**Problem details**
Return exactly the lines below, starting with the one that has "use log::warn;" and going on through the one that has "fn scroll_y(&self) ->".

**Task input**
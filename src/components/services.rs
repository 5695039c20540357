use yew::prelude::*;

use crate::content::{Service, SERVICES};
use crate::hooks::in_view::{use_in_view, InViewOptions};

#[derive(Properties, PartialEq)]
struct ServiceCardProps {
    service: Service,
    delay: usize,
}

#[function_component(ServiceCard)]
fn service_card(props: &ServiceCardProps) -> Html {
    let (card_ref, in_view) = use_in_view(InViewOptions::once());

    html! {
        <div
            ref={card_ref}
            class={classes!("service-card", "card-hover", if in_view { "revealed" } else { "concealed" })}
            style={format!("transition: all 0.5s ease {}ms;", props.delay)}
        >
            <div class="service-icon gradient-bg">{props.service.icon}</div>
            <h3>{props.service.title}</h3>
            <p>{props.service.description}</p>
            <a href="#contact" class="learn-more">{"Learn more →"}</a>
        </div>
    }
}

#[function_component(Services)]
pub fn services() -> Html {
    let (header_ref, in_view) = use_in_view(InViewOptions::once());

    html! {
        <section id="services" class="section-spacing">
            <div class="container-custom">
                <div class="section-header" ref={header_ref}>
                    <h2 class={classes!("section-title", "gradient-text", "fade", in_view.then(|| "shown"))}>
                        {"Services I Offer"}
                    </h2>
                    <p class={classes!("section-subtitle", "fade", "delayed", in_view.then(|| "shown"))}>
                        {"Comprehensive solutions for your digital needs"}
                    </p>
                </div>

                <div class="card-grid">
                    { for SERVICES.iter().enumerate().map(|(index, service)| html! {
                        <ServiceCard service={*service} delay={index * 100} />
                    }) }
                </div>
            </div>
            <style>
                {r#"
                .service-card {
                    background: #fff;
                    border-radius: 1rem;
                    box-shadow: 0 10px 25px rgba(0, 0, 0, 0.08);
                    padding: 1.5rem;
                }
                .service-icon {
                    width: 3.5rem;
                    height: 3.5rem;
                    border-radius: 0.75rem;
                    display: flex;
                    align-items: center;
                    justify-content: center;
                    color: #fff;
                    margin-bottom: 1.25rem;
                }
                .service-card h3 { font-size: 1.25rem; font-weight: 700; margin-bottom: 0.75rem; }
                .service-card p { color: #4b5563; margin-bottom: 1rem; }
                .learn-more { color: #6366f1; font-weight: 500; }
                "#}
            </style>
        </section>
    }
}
...
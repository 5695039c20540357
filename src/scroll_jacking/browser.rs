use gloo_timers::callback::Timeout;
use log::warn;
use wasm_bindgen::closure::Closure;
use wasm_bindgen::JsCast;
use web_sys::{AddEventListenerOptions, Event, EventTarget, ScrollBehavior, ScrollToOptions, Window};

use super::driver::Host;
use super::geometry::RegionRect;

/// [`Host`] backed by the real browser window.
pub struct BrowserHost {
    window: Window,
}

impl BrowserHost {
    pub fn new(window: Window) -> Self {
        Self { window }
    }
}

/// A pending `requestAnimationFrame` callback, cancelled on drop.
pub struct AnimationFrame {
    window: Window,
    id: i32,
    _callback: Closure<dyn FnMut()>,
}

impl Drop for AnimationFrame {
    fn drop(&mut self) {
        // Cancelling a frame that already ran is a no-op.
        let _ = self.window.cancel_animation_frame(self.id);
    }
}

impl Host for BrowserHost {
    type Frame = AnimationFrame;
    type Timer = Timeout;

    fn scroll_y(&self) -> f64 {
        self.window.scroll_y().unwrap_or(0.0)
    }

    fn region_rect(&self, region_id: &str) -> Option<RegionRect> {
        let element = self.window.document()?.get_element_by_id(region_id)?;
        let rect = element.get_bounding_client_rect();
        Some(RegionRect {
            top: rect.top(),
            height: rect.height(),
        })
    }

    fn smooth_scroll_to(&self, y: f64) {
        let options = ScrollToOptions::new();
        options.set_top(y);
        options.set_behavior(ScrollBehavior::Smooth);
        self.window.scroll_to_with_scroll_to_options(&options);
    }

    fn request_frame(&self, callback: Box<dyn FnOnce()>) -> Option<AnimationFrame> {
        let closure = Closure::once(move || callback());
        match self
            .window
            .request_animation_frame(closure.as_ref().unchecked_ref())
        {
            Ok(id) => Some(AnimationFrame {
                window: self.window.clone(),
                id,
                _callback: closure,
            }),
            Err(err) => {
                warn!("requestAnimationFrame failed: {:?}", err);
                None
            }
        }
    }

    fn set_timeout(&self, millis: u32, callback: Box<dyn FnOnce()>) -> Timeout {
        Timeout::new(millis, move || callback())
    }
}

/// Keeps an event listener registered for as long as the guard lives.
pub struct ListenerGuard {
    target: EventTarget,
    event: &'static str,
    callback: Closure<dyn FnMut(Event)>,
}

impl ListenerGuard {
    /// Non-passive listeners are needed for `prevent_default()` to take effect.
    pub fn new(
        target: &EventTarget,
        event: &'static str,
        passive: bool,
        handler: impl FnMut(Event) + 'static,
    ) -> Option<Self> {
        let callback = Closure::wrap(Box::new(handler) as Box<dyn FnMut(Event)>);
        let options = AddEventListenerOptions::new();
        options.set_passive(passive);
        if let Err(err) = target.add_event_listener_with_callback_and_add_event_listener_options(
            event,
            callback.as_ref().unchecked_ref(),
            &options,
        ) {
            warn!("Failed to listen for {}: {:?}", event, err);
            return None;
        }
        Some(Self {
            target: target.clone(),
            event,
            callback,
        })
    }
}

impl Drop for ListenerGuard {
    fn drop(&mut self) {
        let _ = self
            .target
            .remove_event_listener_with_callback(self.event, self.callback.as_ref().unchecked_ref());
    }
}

**Exercise response**
use log::warn;
use wasm_bindgen::closure::Closure;
use wasm_bindgen::JsCast;
use web_sys::{AddEventListenerOptions, Event, EventTarget, ScrollBehavior, ScrollToOptions, Window};

use super::driver::Host;
use super::geometry::RegionRect;

/// [`Host`] backed by the real browser window.
pub struct BrowserHost {
    window: Window,
}

impl BrowserHost {
    pub fn new(window: Window) -> Self {
        Self { window }
    }
}

/// A pending `requestAnimationFrame` callback, cancelled on drop.
pub struct AnimationFrame {
    window: Window,
    id: i32,
    _callback: Closure<dyn FnMut()>,
}

impl Drop for AnimationFrame {
    fn drop(&mut self) {
        // Cancelling a frame that already ran is a no-op.
        let _ = self.window.cancel_animation_frame(self.id);
    }
}

impl Host for BrowserHost {
    type Frame = AnimationFrame;
    type Timer = Timeout;

    fn scroll_y(&self) -> f64 {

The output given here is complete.